This is from my answer here. It sparked some interest, and I felt it should have its own discussion.
Background - The Problem with Reputation
As it stands, reputation surrounding community wiki (CW) questions can be unfair or even inconsistent. This would be fixed by removing reputation gained by posting CW answers, regardless of when they were posted.
Consider when a person asks a question that should be CW, and is only later changed to match this status. Often times, people will post their answer as non-CW, often to try to get a bit of reputation before the question is migrated to CW.
Once the question is made CW, any further answers will not generate reputation.

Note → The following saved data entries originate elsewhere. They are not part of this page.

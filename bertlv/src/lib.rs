//! BER-TLV decoding and report rendering
//!
//! This crate decodes byte buffers encoded in the BER-TLV (Basic Encoding
//! Rules, Tag-Length-Value) convention, as found in smart-card and EMV-style
//! data streams, and renders the decoded sequence as an indented text report
//! that reflects the nesting of constructed objects.
//!
//! Two layers are provided:
//!
//! - [`decode_one`]: decodes exactly one TLV object header from a byte
//!   window, validating it against the remaining buffer size. The produced
//!   [`TlvObject`] references the value bytes, it never copies them.
//! - [`render_all`]: walks a whole buffer object by object, tracking the
//!   nesting of constructed objects with a bounded depth stack, and
//!   accumulates the indented report.
//!
//! Filler bytes (`0x00` / `0xFF`) between top-level objects are skipped;
//! malformed encodings stop the walk with a structured error rather than
//! being resynchronized past.

pub mod error;
pub mod tlv;

pub use error::{TlvError, TlvResult};
pub use tlv::{DepthStack, MAX_DEPTH, Report, TagClass, TlvObject, decode_one, render_all};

This creates an inconsistent state of reputation, where people have earned reputation off of CW questions, which should be impossible.
Arguments For Reputation
One argument was "the intent of the author was for it not to be CW". Of course, this means we would have to never change the CW status of a question and assume the poster always intends correctly. There is reason to be believe this isn't always the case, though. Sometimes the CW status of a question needs fixing, and answers should match.
This would cause a bit of rep loss for myself and others, but I feel it would create a more consistent representation of reputation. Community Wiki questions are questions that do not affect reputation at all, and then we have regular questions.
Change Request
In short, I consider the ability to keep reputation on a previously non-CW question a loophole. Loopholes, while resembling free-hand circles, are generally not good.